Parodie de la tragédie de Laurence. Plaisanterie sur les filles-mères des pièces nouvelles. Les enfans de Lisbeth, de la maîtresse de Palmer, de la fille de Polycrate, de Médée, arrivent successivement par le coche, accompagnées de mesdemoiselles leurs mères.

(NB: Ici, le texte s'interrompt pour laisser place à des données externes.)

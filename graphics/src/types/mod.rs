//! Common types and descriptors for graphics resources.
//!
//! This module contains usage flags, memory properties and descriptor
//! structs used throughout the graphics system.

mod buffer;
mod command;
mod descriptor;

pub use buffer::{
    BufferDescriptor, BufferUsage, CopyRegion, MemoryProperties, MemoryRequirements, SharingMode,
};
pub use command::{CommandBufferLevel, PipelineStage, QueueKind};
pub use descriptor::{DescriptorBinding, DescriptorPoolSize, DescriptorSetLayout, DescriptorType};
impl GpuCommandBuffer {
    /// Reset and begin recording.
    pub fn begin(&self) -> Result<(), GraphicsError> {
        match self {
            Self::Dummy(cmd) => cmd.begin(),
            #[cfg(feature = "vulkan-backend")]
            Self::Vulkan {
                device,
                command_buffer,
                level,
                ..
            } => vulkan::command::begin(device, *command_buffer, *level),
        }
    }

    /// Finish recording.
    pub fn end(&self) -> Result<(), GraphicsError> {
        match self {
            Self::Dummy(cmd) => cmd.end(),
            #[cfg(feature = "vulkan-backend")]
            Self::Vulkan {
                device,
                command_buffer,
                ..
            } => unsafe { device.end_command_buffer(*command_buffer) }
                .map_err(|e| vulkan::conversion::convert_result(e, "vkEndCommandBuffer")),
        }
    }

    /// Record a buffer-to-buffer copy.
    pub fn copy_buffer(&self, src: &GpuBuffer, dst: &GpuBuffer, regions: &[CopyRegion]) {
        match self {
            Self::Dummy(cmd) => cmd.copy_buffer(src, dst, regions),
            #[cfg(feature = "vulkan-backend")]
            Self::Vulkan {
                device,
                command_buffer,
                ..
            } => vulkan::command::copy_buffer(device, *command_buffer, src, dst, regions),
        }
    }

    /// Record a fill of `size` bytes at `offset` with a repeated `value`.
    pub fn fill_buffer(&self, dst: &GpuBuffer, offset: u64, size: u64, value: u32) {
        match self {
            Self::Dummy(cmd) => cmd.fill_buffer(dst, offset, size, value),
            #[cfg(feature = "vulkan-backend")]
            Self::Vulkan {
                device,
                command_buffer,
                ..
            } => vulkan::command::fill_buffer(device, *command_buffer, dst, offset, size, value),
        }
    }

    /// Record execution of secondary command buffers.
    pub fn execute_commands(&self, secondaries: &[&GpuCommandBuffer]) {
        match self {
            Self::Dummy(cmd) => cmd.execute_commands(secondaries),
            #[cfg(feature = "vulkan-backend")]
            Self::Vulkan {
                device,
                command_buffer,
                ..
            } => vulkan::command::execute_commands(device, *command_buffer, secondaries),
        }
    }
}

impl std::fmt::Debug for GpuCommandBuffer {
    fn fmt(&self, f: &mut std::fmt::Formatter<'_>) -> std::fmt::Result {
        match self {
            Self::Dummy(cmd) => f.debug_tuple("GpuCommandBuffer::Dummy").field(cmd).finish(),
            #[cfg(feature = "vulkan-backend")]
            Self::Vulkan {
                command_buffer,
                level,
                ..
            } => f
                .debug_struct("GpuCommandBuffer::Vulkan")
                .field("command_buffer", command_buffer)
                .field("level", level)
                .finish_non_exhaustive(),
        }
    }
}
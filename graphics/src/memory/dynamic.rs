//! CPU-side data that is re-uploaded whenever it changes.

use std::sync::atomic::{AtomicU64, Ordering};

use bytemuck::Pod;
use parking_lot::RwLock;

/// Bytes owned by the CPU plus a modification counter.
///
/// A [`TransferTask`](crate::pipeline::TransferTask) compares the counter
/// against the value it last uploaded and copies the bytes to the GPU only
/// when they differ. Every mutating method bumps the counter.
#[derive(Debug, Default)]
pub struct DynamicData {
    bytes: RwLock<Vec<u8>>,
    modified_count: AtomicU64,
}

impl DynamicData {
    pub fn new(bytes: Vec<u8>) -> Self {
        Self {
            bytes: RwLock::new(bytes),
            modified_count: AtomicU64::new(0),
        }
    }

    /// Zero-filled data of `len` bytes.
    pub fn zeroed(len: usize) -> Self {
        Self::new(vec![0u8; len])
    }

    /// Data initialized from a plain-old-data value.
    pub fn from_pod<T: Pod>(value: &T) -> Self {
        Self::new(bytemuck::bytes_of(value).to_vec())
    }

    pub fn len(&self) -> usize {
        self.bytes.read().len()
    }

    pub fn is_empty(&self) -> bool {
        self.len() == 0
    }

    /// Replace the contents.
    pub fn set(&self, bytes: &[u8]) {
        {
            let mut data = self.bytes.write();
            data.clear();
            data.extend_from_slice(bytes);
        }
        self.dirty();
    }

    /// Overwrite the leading bytes with a plain-old-data value.
    ///
    /// Grows the data if the value is longer than the current contents.
    pub fn write<T: Pod>(&self, value: &T) {
        let src = bytemuck::bytes_of(value);
        {
            let mut data = self.bytes.write();
            if data.len() < src.len() {
                data.resize(src.len(), 0);
            }
            data[..src.len()].copy_from_slice(src);
        }
        self.dirty();
    }

    /// Edit the bytes in place.
    pub fn update(&self, f: impl FnOnce(&mut [u8])) {
        f(&mut self.bytes.write());
        self.dirty();
    }

    /// Mark the data modified without changing it.
    pub fn dirty(&self) {
        self.modified_count.fetch_add(1, Ordering::AcqRel);
    }

    /// Number of modifications so far.
    pub fn modified_count(&self) -> u64 {
        self.modified_count.load(Ordering::Acquire)
    }

    /// Copy of the current contents.
    pub fn snapshot(&self) -> Vec<u8> {
        self.bytes.read().clone()
    }

    /// Run `f` with a read view of the bytes.
    pub fn with_bytes<R>(&self, f: impl FnOnce(&[u8]) -> R) -> R {
        f(&self.bytes.read())
    }
}

#[cfg(test)]
mod tests {
    use super::*;

    #[test]
    fn test_mutations_bump_counter() {
        let data = DynamicData::zeroed(8);
        assert_eq!(data.modified_count(), 0);

        data.set(&[1, 2, 3]);
        assert_eq!(data.modified_count(), 1);
        assert_eq!(data.snapshot(), vec![1, 2, 3]);

        data.update(|bytes| bytes[0] = 9);
        assert_eq!(data.modified_count(), 2);

        data.dirty();
        assert_eq!(data.modified_count(), 3);
    }

    #[test]
    fn test_write_pod() {
        let data = DynamicData::zeroed(2);
        data.write(&[1.0f32, 2.0f32]);
        assert_eq!(data.len(), 8);
        assert_eq!(
            data.with_bytes(|b| bytemuck::pod_read_unaligned::<[f32; 2]>(b)),
            [1.0, 2.0]
        );
    }
}
use std::time::{Duration, Instant};

use parking_lot::{Condvar, Mutex};

/// A single-use countdown latch.
///
/// The latch starts with a count. Workers call [`count_down`](Latch::count_down)
/// when their share of the work is done; any number of threads may block in
/// [`wait`](Latch::wait) until the count reaches zero.
///
/// Used by the frame pipeline to join secondary command buffer recording
/// before the primary command buffer executes them.
///
/// # Example
///
/// ```
/// use arbor_core::compute::Latch;
///
/// let latch = Latch::new(2);
/// std::thread::scope(|s| {
///     for _ in 0..2 {
///         s.spawn(|| latch.count_down());
///     }
///     latch.wait();
/// });
/// assert!(latch.is_released());
/// ```
pub struct Latch {
    count: Mutex<usize>,
    released: Condvar,
}

impl Latch {
    /// Create a latch that releases after `count` calls to `count_down`.
    pub fn new(count: usize) -> Self {
        Self {
            count: Mutex::new(count),
            released: Condvar::new(),
        }
    }

    /// Decrement the count, waking all waiters when it reaches zero.
    ///
    /// Extra calls after the latch has released are ignored.
    pub fn count_down(&self) {
        let mut count = self.count.lock();
        if *count == 0 {
            log::trace!("Latch::count_down called on a released latch");
            return;
        }
        *count -= 1;
        if *count == 0 {
            self.released.notify_all();
        }
    }

    /// Remaining count.
    pub fn count(&self) -> usize {
        *self.count.lock()
    }

    /// Whether the count has reached zero.
    pub fn is_released(&self) -> bool {
        self.count() == 0
    }

    /// Block until the count reaches zero.
    pub fn wait(&self) {
        let mut count = self.count.lock();
        while *count > 0 {
            self.released.wait(&mut count);
        }
    }

    /// Block until the count reaches zero or the timeout elapses.
    ///
    /// Returns `true` if the latch released.
    pub fn wait_timeout(&self, timeout: Duration) -> bool {
        let deadline = Instant::now() + timeout;
        let mut count = self.count.lock();
        while *count > 0 {
            if self.released.wait_until(&mut count, deadline).timed_out() {
                return *count == 0;
            }
        }
        true
    }
}

impl std::fmt::Debug for Latch {
    fn fmt(&self, f: &mut std::fmt::Formatter<'_>) -> std::fmt::Result {
        f.debug_struct("Latch").field("count", &self.count()).finish()
    }
}

#[cfg(test)]
mod tests {
    use super::*;
    use std::sync::atomic::{AtomicUsize, Ordering};

    #[test]
    fn test_zero_count_is_released() {
        let latch = Latch::new(0);
        assert!(latch.is_released());
        latch.wait();
        assert!(latch.wait_timeout(Duration::ZERO));
    }

    #[test]
    fn test_count_down_releases() {
        let latch = Latch::new(2);
        latch.count_down();
        assert_eq!(latch.count(), 1);
        assert!(!latch.wait_timeout(Duration::from_millis(1)));
        latch.count_down();
        assert!(latch.is_released());
    }

    #[test]
    fn test_extra_count_down_ignored() {
        let latch = Latch::new(1);
        latch.count_down();
        latch.count_down();
        assert_eq!(latch.count(), 0);
    }

    #[test]
    fn test_wait_observes_all_workers() {
        let latch = Latch::new(4);
        let done = AtomicUsize::new(0);
        std::thread::scope(|s| {
            for _ in 0..4 {
                s.spawn(|| {
                    std::thread::sleep(Duration::from_millis(2));
                    done.fetch_add(1, Ordering::SeqCst);
                    latch.count_down();
                });
            }
            latch.wait();
            assert_eq!(done.load(Ordering::SeqCst), 4);
        });
    }
}
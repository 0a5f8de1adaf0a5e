//! Validation layer output routed into `log`.

use std::ffi::CStr;

use ash::vk;

use crate::error::GraphicsError;

pub fn create_debug_messenger(
    debug_utils: &ash::ext::debug_utils::Instance,
) -> Result<vk::DebugUtilsMessengerEXT, GraphicsError> {
    let create_info = vk::DebugUtilsMessengerCreateInfoEXT::default()
        .message_severity(
            vk::DebugUtilsMessageSeverityFlagsEXT::ERROR
                | vk::DebugUtilsMessageSeverityFlagsEXT::WARNING,
        )
        .message_type(
            vk::DebugUtilsMessageTypeFlagsEXT::GENERAL
                | vk::DebugUtilsMessageTypeFlagsEXT::VALIDATION
                | vk::DebugUtilsMessageTypeFlagsEXT::PERFORMANCE,
        )
        .pfn_user_callback(Some(debug_callback));

    unsafe { debug_utils.create_debug_utils_messenger(&create_info, None) }.map_err(|e| {
        GraphicsError::InitializationFailed(format!("Failed to create debug messenger: {:?}", e))
    })
}

fn severity_level(severity: vk::DebugUtilsMessageSeverityFlagsEXT) -> log::Level {
    if severity.contains(vk::DebugUtilsMessageSeverityFlagsEXT::ERROR) {
        log::Level::Error
    } else if severity.contains(vk::DebugUtilsMessageSeverityFlagsEXT::WARNING) {
        log::Level::Warn
    } else if severity.contains(vk::DebugUtilsMessageSeverityFlagsEXT::INFO) {
        log::Level::Debug
    } else {
        log::Level::Trace
    }
}

unsafe extern "system" fn debug_callback(
    message_severity: vk::DebugUtilsMessageSeverityFlagsEXT,
    message_type: vk::DebugUtilsMessageTypeFlagsEXT,
    callback_data: *const vk::DebugUtilsMessengerCallbackDataEXT<'_>,
    _user_data: *mut std::ffi::c_void,
) -> vk::Bool32 {
    // SAFETY: the driver passes either null or a valid callback data pointer
    // whose message is a null-terminated string.
    let message = unsafe {
        match callback_data.as_ref() {
            Some(data) if !data.p_message.is_null() => {
                CStr::from_ptr(data.p_message).to_string_lossy().into_owned()
            }
            _ => String::from("(no message)"),
        }
    };

    log::log!(
        target: "arbor_graphics::vulkan",
        severity_level(message_severity),
        "[{:?}] {}",
        message_type,
        message
    );

    vk::FALSE
}
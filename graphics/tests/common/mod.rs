//! Common utilities for integration tests.
//!
//! Tests are parameterized over [`Backend`]; backends that are not compiled in
//! or cannot create a device on this machine are skipped.

use std::sync::Arc;

use arbor_graphics::{
    BackendKind, DeviceParameters, DummyBackend, DummyConfig, GraphicsDevice, ResourcePreferences,
};

/// Available GPU backends for testing.
#[derive(Debug, Clone, Copy, PartialEq, Eq, Hash)]
pub enum Backend {
    /// Stub GPU, always available.
    Dummy,
    /// Native Vulkan via ash.
    Vulkan,
}

impl Backend {
    pub fn is_available(&self) -> bool {
        match self {
            Backend::Dummy => true,
            #[cfg(feature = "vulkan-backend")]
            Backend::Vulkan => true,
            #[cfg(not(feature = "vulkan-backend"))]
            Backend::Vulkan => false,
        }
    }

    fn kind(self) -> BackendKind {
        match self {
            Backend::Dummy => BackendKind::Dummy,
            Backend::Vulkan => BackendKind::Vulkan,
        }
    }
}

/// Route `log` output through the test harness.
pub fn init_logging() {
    let _ = env_logger::builder()
        .filter_level(log::LevelFilter::Debug)
        .is_test(true)
        .try_init();
}

/// Small pool minimums so growth happens after a handful of reservations.
pub fn small_preferences() -> ResourcePreferences {
    ResourcePreferences::new()
        .with_minimum_buffer_size(1024)
        .with_minimum_device_memory_size(64 * 1024)
        .with_minimum_max_sets(4)
        .with_minimum_descriptor_pool_size(4)
}

/// Device and parameters shared by a test.
pub struct TestContext {
    #[allow(dead_code)]
    pub backend: Backend,
    pub device: Arc<GraphicsDevice>,
}

impl TestContext {
    /// Create a context for `backend`, or `None` if it is unavailable.
    pub fn new(backend: Backend) -> Option<Self> {
        Self::with_parameters(backend, DeviceParameters::new().with_preferences(small_preferences()))
    }

    pub fn with_parameters(backend: Backend, parameters: DeviceParameters) -> Option<Self> {
        init_logging();
        if !backend.is_available() {
            return None;
        }

        let device = match GraphicsDevice::new(parameters.with_backend(backend.kind())) {
            Ok(device) => device,
            Err(e) => {
                log::warn!("Backend {:?} could not create a device: {}", backend, e);
                return None;
            }
        };

        Some(Self { backend, device })
    }

    /// Dummy-only context with a stub GPU configured by `config`.
    #[allow(dead_code)]
    pub fn dummy(config: DummyConfig) -> Self {
        init_logging();
        let device = GraphicsDevice::new(
            DeviceParameters::new()
                .with_preferences(small_preferences())
                .with_dummy_config(config),
        )
        .expect("dummy device");
        Self {
            backend: Backend::Dummy,
            device,
        }
    }

    /// The stub GPU behind a dummy context.
    #[allow(dead_code)]
    pub fn stub(&self) -> &DummyBackend {
        self.device.dummy().expect("dummy backend")
    }
}

impl Drop for TestContext {
    fn drop(&mut self) {
        let _ = self.device.wait_idle();
    }
}

/// Generate test data pattern for buffer tests.
#[allow(dead_code)]
pub fn generate_test_pattern(size: usize) -> Vec<u8> {
    (0..size).map(|i| (i % 251) as u8).collect()
}
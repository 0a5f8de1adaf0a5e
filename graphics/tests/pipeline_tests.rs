//! Integration tests for the N-buffered frame pipeline.
//!
//! Timing and failure tests drive the dummy backend, whose submissions
//! complete after a configurable latency and whose device can be lost on
//! demand.

mod common;

use std::sync::Arc;
use std::sync::atomic::{AtomicU64, AtomicUsize, Ordering};
use std::time::{Duration, Instant};

use rstest::rstest;

use arbor_core::FrameStamp;
use arbor_graphics::backend::GpuBuffer;
use arbor_graphics::pipeline::recorder_fn;
use arbor_graphics::{
    BufferLease, BufferUsage, DummyConfig, DynamicData, FramePipeline, GraphicsDevice,
    GraphicsError, MemoryProperties, PipelineParameters, QueueKind, SharingMode,
};
use common::{Backend, TestContext};

fn pipeline(device: &Arc<GraphicsDevice>, num_buffers: usize) -> FramePipeline {
    FramePipeline::new(
        Arc::clone(device),
        PipelineParameters::new().with_num_buffers(num_buffers),
    )
    .unwrap()
}

fn run_frames(pipeline: &mut FramePipeline, frames: u64) -> Result<(), GraphicsError> {
    for frame in 0..frames {
        pipeline.advance();
        pipeline.execute(FrameStamp::with_frame_count(frame))?;
    }
    Ok(())
}

fn device_contents(lease: &BufferLease) -> Vec<u8> {
    #[allow(unreachable_patterns)]
    match lease.buffer().unwrap().gpu() {
        GpuBuffer::Dummy(buffer) => buffer.contents(lease.offset(), lease.range()).unwrap(),
        _ => unreachable!("dummy device"),
    }
}

// ============================================================================
// Ring indexing
// ============================================================================

#[rstest]
#[case(1)]
#[case(2)]
#[case(3)]
#[case(5)]
fn test_previous_frame_fence_after_advance(#[case] num_buffers: usize) {
    let ctx = TestContext::dummy(DummyConfig::new());
    let mut pipeline = pipeline(&ctx.device, num_buffers);
    pipeline.advance();

    for _ in 0..2 * num_buffers {
        let current = pipeline.fence(0).id();
        pipeline.advance();
        assert_eq!(pipeline.fence(1 % num_buffers).id(), current);
        if num_buffers > 1 {
            assert_ne!(pipeline.fence(0).id(), current);
        }
    }
}

#[rstest]
#[case(1)]
#[case(3)]
#[case(4)]
fn test_num_buffers_advances_restore_index(#[case] num_buffers: usize) {
    let ctx = TestContext::dummy(DummyConfig::new());
    let mut pipeline = pipeline(&ctx.device, num_buffers);
    pipeline.advance();
    let start = pipeline.index(0);

    for _ in 0..num_buffers {
        pipeline.advance();
    }
    assert_eq!(pipeline.index(0), start);
    assert_eq!(pipeline.frame_count(), num_buffers as u64 + 1);
}

// ============================================================================
// Back-pressure
// ============================================================================

#[test]
fn test_at_most_num_buffers_frames_in_flight() {
    const NUM_BUFFERS: usize = 2;
    const FRAMES: u64 = 6;
    let latency = Duration::from_millis(20);

    let ctx = TestContext::dummy(DummyConfig::new().with_gpu_latency(latency));
    let mut pipeline = pipeline(&ctx.device, NUM_BUFFERS);

    let began = Instant::now();
    run_frames(&mut pipeline, FRAMES).unwrap();
    let elapsed = began.elapsed();

    // Frame k cannot be submitted before frame k - N has completed.
    let submissions: Vec<_> = ctx
        .stub()
        .submissions()
        .into_iter()
        .filter(|s| s.queue == QueueKind::Graphics)
        .collect();
    assert_eq!(submissions.len(), FRAMES as usize);
    for k in NUM_BUFFERS..submissions.len() {
        assert!(
            submissions[k].submitted_at >= submissions[k - NUM_BUFFERS].completes_at,
            "frame {k} submitted while frame {} was in flight",
            k - NUM_BUFFERS
        );
    }

    let expected = latency * (FRAMES as u32 - NUM_BUFFERS as u32);
    assert!(elapsed >= expected, "elapsed {elapsed:?}, expected at least {expected:?}");

    pipeline.wait_idle().unwrap();
}

#[test]
fn test_fence_timeout_keeps_waiting() {
    let latency = Duration::from_millis(30);
    let ctx = TestContext::dummy(DummyConfig::new().with_gpu_latency(latency));
    let mut pipeline = FramePipeline::new(
        Arc::clone(&ctx.device),
        PipelineParameters::new()
            .with_num_buffers(1)
            .with_fence_timeout(Duration::from_millis(5)),
    )
    .unwrap();

    // The second frame times out on the first frame's fence several times
    // before the fence signals, and still succeeds.
    run_frames(&mut pipeline, 2).unwrap();
    let submissions = ctx.stub().submissions();
    assert_eq!(submissions.len(), 2);
    assert!(submissions[1].submitted_at >= submissions[0].completes_at);
}

// ============================================================================
// Transfers
// ============================================================================

#[test]
fn test_render_submission_waits_on_transfer() {
    let ctx = TestContext::dummy(DummyConfig::new().with_gpu_latency(Duration::from_millis(2)));
    let mut pipeline = pipeline(&ctx.device, 2);

    let data = Arc::new(DynamicData::new(vec![7u8; 64]));
    let lease = Arc::new(
        ctx.device
            .reserve_buffer(
                64,
                16,
                BufferUsage::UNIFORM | BufferUsage::COPY_DST,
                SharingMode::Exclusive,
                MemoryProperties::DEVICE_LOCAL,
            )
            .unwrap()
            .with_data(Arc::clone(&data)),
    );
    pipeline.early_transfer().assign(&lease);

    run_frames(&mut pipeline, 1).unwrap();

    let submissions = ctx.stub().submissions();
    assert_eq!(submissions.len(), 2);
    let transfer = &submissions[0];
    let render = &submissions[1];
    assert_eq!(transfer.queue, QueueKind::Transfer);
    assert_eq!(render.queue, QueueKind::Graphics);
    assert_eq!(transfer.signal_semaphores.len(), 1);
    assert!(render.wait_semaphores.contains(&transfer.signal_semaphores[0]));
    assert!(render.completes_at >= transfer.completes_at);
    assert_eq!(device_contents(&lease), vec![7u8; 64]);

    // Unchanged data: the next frame submits no transfer.
    run_frames(&mut pipeline, 1).unwrap();
    let submissions = ctx.stub().submissions();
    assert_eq!(submissions.len(), 3);
    assert!(submissions[2].wait_semaphores.is_empty());

    data.set(&[9u8; 64]);
    run_frames(&mut pipeline, 1).unwrap();
    pipeline.wait_idle().unwrap();
    assert_eq!(device_contents(&lease), vec![9u8; 64]);
}

// ============================================================================
// Failure propagation
// ============================================================================

#[test]
fn test_device_lost_during_submit() {
    let ctx = TestContext::dummy(DummyConfig::new());
    let mut pipeline = pipeline(&ctx.device, 2);
    run_frames(&mut pipeline, 1).unwrap();

    ctx.stub().lose_device();

    // Slot 1 has never been submitted, so the loss surfaces at submit.
    pipeline.advance();
    assert_eq!(
        pipeline.execute(FrameStamp::with_frame_count(1)),
        Err(GraphicsError::DeviceLost)
    );
}

#[test]
fn test_device_lost_during_fence_wait() {
    let ctx = TestContext::dummy(DummyConfig::new().with_gpu_latency(Duration::from_millis(50)));
    let mut pipeline = pipeline(&ctx.device, 1);
    run_frames(&mut pipeline, 1).unwrap();

    ctx.stub().lose_device();

    pipeline.advance();
    assert_eq!(pipeline.start(), Err(GraphicsError::DeviceLost));
}

#[test]
fn test_staging_allocation_failure_propagates() {
    // One memory block: the device-local destination takes it, so the
    // host-visible staging buffer cannot be allocated.
    let ctx = TestContext::dummy(DummyConfig::new().with_memory_allocation_limit(1));
    let mut pipeline = pipeline(&ctx.device, 2);

    let lease = Arc::new(
        ctx.device
            .reserve_buffer(
                32,
                16,
                BufferUsage::STORAGE | BufferUsage::COPY_DST,
                SharingMode::Exclusive,
                MemoryProperties::DEVICE_LOCAL,
            )
            .unwrap()
            .with_data(Arc::new(DynamicData::zeroed(32))),
    );
    pipeline.late_transfer().assign(&lease);

    pipeline.advance();
    let result = pipeline.execute(FrameStamp::with_frame_count(0));
    assert!(matches!(result, Err(GraphicsError::OutOfDeviceMemory(_))));
    assert!(ctx.stub().submissions().is_empty());
}

#[test]
fn test_recorder_error_propagates() {
    let ctx = TestContext::dummy(DummyConfig::new());
    let mut pipeline = pipeline(&ctx.device, 2);
    pipeline.add_recorder(recorder_fn(|_, frame| {
        if frame.frame_count == 1 {
            Err(GraphicsError::Internal("scene traversal failed".to_string()))
        } else {
            Ok(())
        }
    }));

    pipeline.advance();
    pipeline.execute(FrameStamp::with_frame_count(0)).unwrap();
    pipeline.advance();
    assert_eq!(
        pipeline.execute(FrameStamp::with_frame_count(1)),
        Err(GraphicsError::Internal("scene traversal failed".to_string()))
    );

    // The pipeline stays usable after a failed frame.
    pipeline.advance();
    pipeline.execute(FrameStamp::with_frame_count(2)).unwrap();
    assert_eq!(ctx.stub().submissions().len(), 2);
}

#[test]
fn test_failed_frame_uploads_again() {
    let ctx = TestContext::dummy(DummyConfig::new());
    let mut pipeline = pipeline(&ctx.device, 2);

    let lease = Arc::new(
        ctx.device
            .reserve_buffer(
                16,
                16,
                BufferUsage::UNIFORM | BufferUsage::COPY_DST,
                SharingMode::Exclusive,
                MemoryProperties::DEVICE_LOCAL,
            )
            .unwrap()
            .with_data(Arc::new(DynamicData::new(vec![7u8; 16]))),
    );
    pipeline.early_transfer().assign(&lease);
    pipeline.add_recorder(recorder_fn(|_, frame| {
        if frame.frame_count == 0 {
            Err(GraphicsError::Internal("first frame aborted".to_string()))
        } else {
            Ok(())
        }
    }));

    // The early transfer is recorded in start(), then the recorder fails.
    pipeline.advance();
    assert!(pipeline.execute(FrameStamp::with_frame_count(0)).is_err());
    assert!(ctx.stub().submissions().is_empty());

    pipeline.advance();
    pipeline.execute(FrameStamp::with_frame_count(1)).unwrap();
    pipeline.wait_idle().unwrap();

    let submissions = ctx.stub().submissions();
    assert_eq!(submissions.len(), 2);
    assert_eq!(submissions[0].queue, QueueKind::Transfer);
    assert_eq!(device_contents(&lease), vec![7u8; 16]);
}

// ============================================================================
// Recording
// ============================================================================

#[rstest]
#[case::dummy(Backend::Dummy)]
#[case::vulkan(Backend::Vulkan)]
fn test_primary_and_secondary_recorders_run_each_frame(#[case] backend: Backend) {
    let Some(ctx) = TestContext::new(backend) else {
        eprintln!("Backend {:?} not available, skipping", backend);
        return;
    };
    let mut pipeline = pipeline(&ctx.device, 3);

    let primary_calls = Arc::new(AtomicUsize::new(0));
    let secondary_calls = Arc::new(AtomicUsize::new(0));
    let last_frame = Arc::new(AtomicU64::new(u64::MAX));

    {
        let primary_calls = Arc::clone(&primary_calls);
        let last_frame = Arc::clone(&last_frame);
        pipeline.add_recorder(recorder_fn(move |_, frame| {
            primary_calls.fetch_add(1, Ordering::SeqCst);
            last_frame.store(frame.frame_count, Ordering::SeqCst);
            Ok(())
        }));
    }
    for _ in 0..2 {
        let secondary_calls = Arc::clone(&secondary_calls);
        pipeline.add_secondary_recorder(recorder_fn(move |_, _| {
            secondary_calls.fetch_add(1, Ordering::SeqCst);
            Ok(())
        }));
    }

    run_frames(&mut pipeline, 5).unwrap();
    pipeline.wait_idle().unwrap();

    assert_eq!(primary_calls.load(Ordering::SeqCst), 5);
    assert_eq!(secondary_calls.load(Ordering::SeqCst), 10);
    assert_eq!(last_frame.load(Ordering::SeqCst), 4);
}

#[test]
fn test_recorded_fill_reaches_buffer() {
    let ctx = TestContext::dummy(DummyConfig::new());
    let mut pipeline = pipeline(&ctx.device, 2);

    let target = Arc::new(
        ctx.device
            .reserve_buffer(
                16,
                16,
                BufferUsage::STORAGE | BufferUsage::COPY_DST,
                SharingMode::Exclusive,
                MemoryProperties::DEVICE_LOCAL,
            )
            .unwrap(),
    );
    {
        let target = Arc::clone(&target);
        pipeline.add_secondary_recorder(recorder_fn(move |encoder, _| {
            let buffer = target.buffer().ok_or(GraphicsError::DeviceLost)?;
            encoder.fill_buffer(&buffer, target.offset(), target.range(), 0x0101_0101);
            Ok(())
        }));
    }

    run_frames(&mut pipeline, 1).unwrap();
    assert_eq!(device_contents(&target), vec![1u8; 16]);
}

Courrier des spectacles, n° 95 du 22 germinal an 5 [11 avril 1797], p. 2-3 :
[Cette parodie de Laurence a réussi, et le critique en fait un compte rendu largement positif. Le grand défaut, outre les sempiternelles longueurs faciles à supprimer, est « la coupe de l'action », quand Possédée, qui représente Médée, vient tirer les cartes aux diverses filles mères des opéras récents. Bien que ces épisodes soient « fort ingénieux », il n'est pas naturel qu'ils retardent l'action (le naturel, toujours le naturel !) et le critique propose des solutions pour les faire passer après le dénouement, place où ils ne retarderaient pas l'action. Sinon, la pièce est gaie, les interprètes excellents, même s'il serait souhaitable que Delaporte arrête de parodier Talma hors de propos (c'est Saint-Fal qu'il aurait dû imiter....]
Théâtre du Vaudeville.
La pièce de Décence ou les Filles mères, parodie de Laurence, eut hier beaucoup de succès. Elle fut annoncée par le couplet suivant :
Air : Vaudeville de la Soirée Orageuse.
Laurence eut un succès flatteur ;
Laurence est chez nous travestie :
Puisse son estimable Auteur
Rire ici de notre folie !
Dans ce badinage innocent,
I1 ne doit rien voir qui le blesse :
C’est rendre hommage à son talent
Que de parodier sa pièce.
Les auteurs sont M.rs Barré, Radet et Desfontaines. Voici quelle est l’analyse de cette parodie. Décence, fille de Godronique, a été mariée secrètement à Cornini, dont elle a eu un fils, qu’elle a mis en nourrice à l’insu de son père ; celui-ci lui a fait diverses propositions de mariage, qu’elle a toutes refusées. Le jeune Bazano a vu Décence, et il n’a pu la voir sans l’aimer. Il la demande à son père, qui la lui accorde ; Décence n’est pas insensible aux charmes de Bazano, qui vient l’assurer de son amour : elle lui promet sa main. Bazano sort pour faire tout préparer pour son hymen. Décence reçoit une lettre qui lui apprend que Bazano est son fils. Celui-ci revient pour la conduire à l’autel ; elle refuse de l'y accompagner, et lui déclare qu’elle est sa mère. Le malheureux amant est dans une cruelle agitation ; il se trouve mal, et sort pour raffermir ses esprits. Ici les auteurs ont coupé le plan de la pièce, et y ont fait entrer quelques épisodes, tels que ceux de Lisbeth, d’Amalie dans Palmer, d’Anaïs dans Anacréon. Elles viennent demander conseil à Décence. Possédée (Médée) survient, et tire les cartes aux jeunes filles mères. Voici ce qu’elle leur prédit à chacune par un couplet :
Air : Si Pauline est dans l’indigence.
à Amalie.
Un joli succès vous appelle,
Voici ce que vous deviendrez :
Au théâtre Feydeau, ma belle,
Je vois que vous réussirez ;
Vous resterez folle et fidelle
A l’amour qui vous entraîna ;
Et pour avoir un beau modèle,
Vous vous souviendrez de Nina.
Même air.
à Anais.
Je vous annonce un sort prospère ;
Sous les habits d’Anacréon,
Un chanteur, près de votre père,
Vous prend sous sa protection.
Par lui, par sa voix mâle et tendre,
Vous êtes réconciliés :
On cède au charme de l’entendre,
Et tous les torts sont oubliés.
Air : Non, je ne ferai pas ce qu’on veut que je fasse.
à Lisbeth.
O ma chère Lisbeth, pour que chacun vous aime,
Vous n'avez, croyez-moi, besoin que de vous-même ;
En grâces, en talent, il ne vous manque rien :
Soyez toujours Lisbeth, vous serez toujours bien.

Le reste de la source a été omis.